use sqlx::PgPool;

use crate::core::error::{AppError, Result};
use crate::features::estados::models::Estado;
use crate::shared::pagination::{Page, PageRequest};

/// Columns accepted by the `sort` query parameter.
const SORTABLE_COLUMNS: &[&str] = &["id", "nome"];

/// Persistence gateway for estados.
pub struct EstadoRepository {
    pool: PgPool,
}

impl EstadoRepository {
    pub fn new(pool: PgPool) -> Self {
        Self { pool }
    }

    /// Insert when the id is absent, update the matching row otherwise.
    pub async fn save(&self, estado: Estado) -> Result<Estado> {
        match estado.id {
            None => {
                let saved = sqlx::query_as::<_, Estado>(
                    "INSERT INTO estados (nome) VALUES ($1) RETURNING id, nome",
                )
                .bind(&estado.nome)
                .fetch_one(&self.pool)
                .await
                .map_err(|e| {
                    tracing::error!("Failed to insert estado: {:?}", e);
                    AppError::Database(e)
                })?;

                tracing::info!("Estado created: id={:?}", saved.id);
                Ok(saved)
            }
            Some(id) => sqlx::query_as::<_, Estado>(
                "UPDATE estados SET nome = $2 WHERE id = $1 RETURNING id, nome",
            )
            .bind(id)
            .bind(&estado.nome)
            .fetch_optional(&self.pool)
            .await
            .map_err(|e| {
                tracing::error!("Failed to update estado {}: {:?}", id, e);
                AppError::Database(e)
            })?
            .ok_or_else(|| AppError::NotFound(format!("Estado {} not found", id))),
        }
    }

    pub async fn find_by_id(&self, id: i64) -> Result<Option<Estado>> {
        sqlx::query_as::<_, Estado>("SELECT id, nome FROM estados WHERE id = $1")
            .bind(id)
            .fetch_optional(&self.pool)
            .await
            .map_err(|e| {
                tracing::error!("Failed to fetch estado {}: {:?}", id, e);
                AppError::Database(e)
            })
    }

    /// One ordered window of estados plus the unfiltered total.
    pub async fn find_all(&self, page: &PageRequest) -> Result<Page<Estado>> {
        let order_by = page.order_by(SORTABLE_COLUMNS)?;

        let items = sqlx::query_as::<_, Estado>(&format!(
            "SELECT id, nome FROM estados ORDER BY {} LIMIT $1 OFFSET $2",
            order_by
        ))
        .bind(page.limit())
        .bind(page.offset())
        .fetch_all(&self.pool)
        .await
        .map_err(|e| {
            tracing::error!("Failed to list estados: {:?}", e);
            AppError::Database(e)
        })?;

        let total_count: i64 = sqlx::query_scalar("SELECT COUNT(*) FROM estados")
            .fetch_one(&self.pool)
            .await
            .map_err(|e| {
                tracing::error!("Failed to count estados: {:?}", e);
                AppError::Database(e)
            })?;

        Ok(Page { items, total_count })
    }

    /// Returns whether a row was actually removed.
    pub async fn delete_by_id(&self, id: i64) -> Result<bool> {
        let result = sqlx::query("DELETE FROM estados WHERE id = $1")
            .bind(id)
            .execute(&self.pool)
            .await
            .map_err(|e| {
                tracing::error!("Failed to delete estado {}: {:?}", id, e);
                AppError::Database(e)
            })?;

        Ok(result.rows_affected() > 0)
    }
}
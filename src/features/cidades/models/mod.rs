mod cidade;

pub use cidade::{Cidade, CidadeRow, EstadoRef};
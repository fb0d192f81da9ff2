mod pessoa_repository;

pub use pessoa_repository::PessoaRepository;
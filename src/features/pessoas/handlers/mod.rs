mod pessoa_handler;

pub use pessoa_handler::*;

**How to complete this task:**
Up to and including the line that holds "pub fn new(pool: PgPool)", reproduce the records above exactly from their first line, and give nothing else.

**Response box:**
use sqlx::PgPool;

use crate::core::error::{AppError, Result};
use crate::features::estados::models::Estado;
use crate::shared::pagination::{Page, PageRequest};

/// Columns accepted by the `sort` query parameter.
const SORTABLE_COLUMNS: &[&str] = &["id", "nome"];

/// Persistence gateway for estados.
pub struct EstadoRepository {
    pool: PgPool,
}

impl EstadoRepository {
    pub fn new(pool: PgPool) -> Self {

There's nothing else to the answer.